*** Opening Data provided ***
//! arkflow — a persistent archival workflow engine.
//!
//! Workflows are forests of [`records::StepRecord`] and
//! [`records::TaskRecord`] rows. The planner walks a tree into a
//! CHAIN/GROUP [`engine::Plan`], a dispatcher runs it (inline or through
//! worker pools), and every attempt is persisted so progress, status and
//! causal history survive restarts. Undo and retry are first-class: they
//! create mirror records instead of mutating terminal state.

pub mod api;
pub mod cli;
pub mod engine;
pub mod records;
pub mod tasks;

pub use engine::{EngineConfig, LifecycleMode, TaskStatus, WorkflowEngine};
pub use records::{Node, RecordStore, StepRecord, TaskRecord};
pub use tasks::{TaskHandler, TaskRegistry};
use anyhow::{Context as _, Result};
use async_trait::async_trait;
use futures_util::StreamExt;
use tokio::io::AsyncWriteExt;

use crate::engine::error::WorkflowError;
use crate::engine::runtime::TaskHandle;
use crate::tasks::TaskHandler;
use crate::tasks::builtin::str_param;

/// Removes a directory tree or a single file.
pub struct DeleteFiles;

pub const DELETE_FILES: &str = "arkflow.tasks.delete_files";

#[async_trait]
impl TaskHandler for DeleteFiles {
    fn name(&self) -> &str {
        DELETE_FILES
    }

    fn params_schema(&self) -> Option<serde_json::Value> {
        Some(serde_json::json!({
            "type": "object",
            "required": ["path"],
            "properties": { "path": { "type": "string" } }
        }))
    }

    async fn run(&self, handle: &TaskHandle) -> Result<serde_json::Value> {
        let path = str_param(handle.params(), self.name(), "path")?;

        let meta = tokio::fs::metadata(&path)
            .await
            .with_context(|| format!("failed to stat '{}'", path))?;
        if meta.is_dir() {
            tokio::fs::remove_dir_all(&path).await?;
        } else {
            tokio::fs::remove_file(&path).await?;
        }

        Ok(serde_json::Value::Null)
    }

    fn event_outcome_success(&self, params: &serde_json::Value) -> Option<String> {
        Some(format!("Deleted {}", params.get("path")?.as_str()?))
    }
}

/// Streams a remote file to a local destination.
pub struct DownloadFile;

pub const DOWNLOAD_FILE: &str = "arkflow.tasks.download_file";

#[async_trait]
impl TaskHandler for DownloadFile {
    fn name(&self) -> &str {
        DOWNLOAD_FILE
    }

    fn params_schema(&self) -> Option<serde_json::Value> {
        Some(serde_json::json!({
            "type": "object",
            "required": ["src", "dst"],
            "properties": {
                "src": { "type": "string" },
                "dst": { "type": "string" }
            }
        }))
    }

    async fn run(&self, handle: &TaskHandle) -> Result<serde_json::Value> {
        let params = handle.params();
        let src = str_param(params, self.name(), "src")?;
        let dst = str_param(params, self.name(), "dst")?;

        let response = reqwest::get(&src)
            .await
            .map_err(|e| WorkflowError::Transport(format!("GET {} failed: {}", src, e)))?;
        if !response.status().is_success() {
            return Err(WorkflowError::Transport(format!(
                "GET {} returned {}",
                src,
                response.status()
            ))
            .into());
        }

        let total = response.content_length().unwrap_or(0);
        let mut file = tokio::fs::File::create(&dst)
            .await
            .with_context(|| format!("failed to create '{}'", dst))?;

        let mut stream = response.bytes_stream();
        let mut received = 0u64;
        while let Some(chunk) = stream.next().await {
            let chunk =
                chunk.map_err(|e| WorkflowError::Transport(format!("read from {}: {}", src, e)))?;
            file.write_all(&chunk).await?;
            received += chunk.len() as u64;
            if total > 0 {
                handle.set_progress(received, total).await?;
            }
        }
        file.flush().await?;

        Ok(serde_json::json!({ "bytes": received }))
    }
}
*** Closing Data provided ***
The problem:
Output the entire listing exactly as written.

Output for this exercise:
//! arkflow — a persistent archival workflow engine.
//!
//! Workflows are forests of [`records::StepRecord`] and
//! [`records::TaskRecord`] rows. The planner walks a tree into a
//! CHAIN/GROUP [`engine::Plan`], a dispatcher runs it (inline or through
//! worker pools), and every attempt is persisted so progress, status and
//! causal history survive restarts. Undo and retry are first-class: they
//! create mirror records instead of mutating terminal state.

pub mod api;
pub mod cli;
pub mod engine;
pub mod records;
pub mod tasks;

pub use engine::{EngineConfig, LifecycleMode, TaskStatus, WorkflowEngine};
pub use records::{Node, RecordStore, StepRecord, TaskRecord};
pub use tasks::{TaskHandler, TaskRegistry};
use anyhow::{Context as _, Result};
use async_trait::async_trait;
use futures_util::StreamExt;
use tokio::io::AsyncWriteExt;

use crate::engine::error::WorkflowError;
use crate::engine::runtime::TaskHandle;
use crate::tasks::TaskHandler;
use crate::tasks::builtin::str_param;

/// Removes a directory tree or a single file.
pub struct DeleteFiles;

pub const DELETE_FILES: &str = "arkflow.tasks.delete_files";

#[async_trait]
impl TaskHandler for DeleteFiles {
    fn name(&self) -> &str {
        DELETE_FILES
    }

    fn params_schema(&self) -> Option<serde_json::Value> {
        Some(serde_json::json!({
            "type": "object",
            "required": ["path"],
            "properties": { "path": { "type": "string" } }
        }))
    }

    async fn run(&self, handle: &TaskHandle) -> Result<serde_json::Value> {
        let path = str_param(handle.params(), self.name(), "path")?;

        let meta = tokio::fs::metadata(&path)
            .await
            .with_context(|| format!("failed to stat '{}'", path))?;
        if meta.is_dir() {
            tokio::fs::remove_dir_all(&path).await?;
        } else {
            tokio::fs::remove_file(&path).await?;
        }

        Ok(serde_json::Value::Null)
    }

    fn event_outcome_success(&self, params: &serde_json::Value) -> Option<String> {
        Some(format!("Deleted {}", params.get("path")?.as_str()?))
    }
}

/// Streams a remote file to a local destination.
pub struct DownloadFile;

pub const DOWNLOAD_FILE: &str = "arkflow.tasks.download_file";

#[async_trait]
impl TaskHandler for DownloadFile {
    fn name(&self) -> &str {
        DOWNLOAD_FILE
    }

    fn params_schema(&self) -> Option<serde_json::Value> {
        Some(serde_json::json!({
            "type": "object",
            "required": ["src", "dst"],
            "properties": {
                "src": { "type": "string" },
                "dst": { "type": "string" }
            }
        }))
    }

    async fn run(&self, handle: &TaskHandle) -> Result<serde_json::Value> {
        let params = handle.params();
        let src = str_param(params, self.name(), "src")?;
        let dst = str_param(params, self.name(), "dst")?;

        let response = reqwest::get(&src)
            .await
            .map_err(|e| WorkflowError::Transport(format!("GET {} failed: {}", src, e)))?;
        if !response.status().is_success() {
            return Err(WorkflowError::Transport(format!(
                "GET {} returned {}",
                src,
                response.status()
            ))
            .into());
        }

        let total = response.content_length().unwrap_or(0);
        let mut file = tokio::fs::File::create(&dst)
            .await
            .with_context(|| format!("failed to create '{}'", dst))?;

        let mut stream = response.bytes_stream();
        let mut received = 0u64;
        while let Some(chunk) = stream.next().await {
            let chunk =
                chunk.map_err(|e| WorkflowError::Transport(format!("read from {}: {}", src, e)))?;
            file.write_all(&chunk).await?;
            received += chunk.len() as u64;
            if total > 0 {
                handle.set_progress(received, total).await?;
            }
        }
        file.flush().await?;

        Ok(serde_json::json!({ "bytes": received }))
    }
}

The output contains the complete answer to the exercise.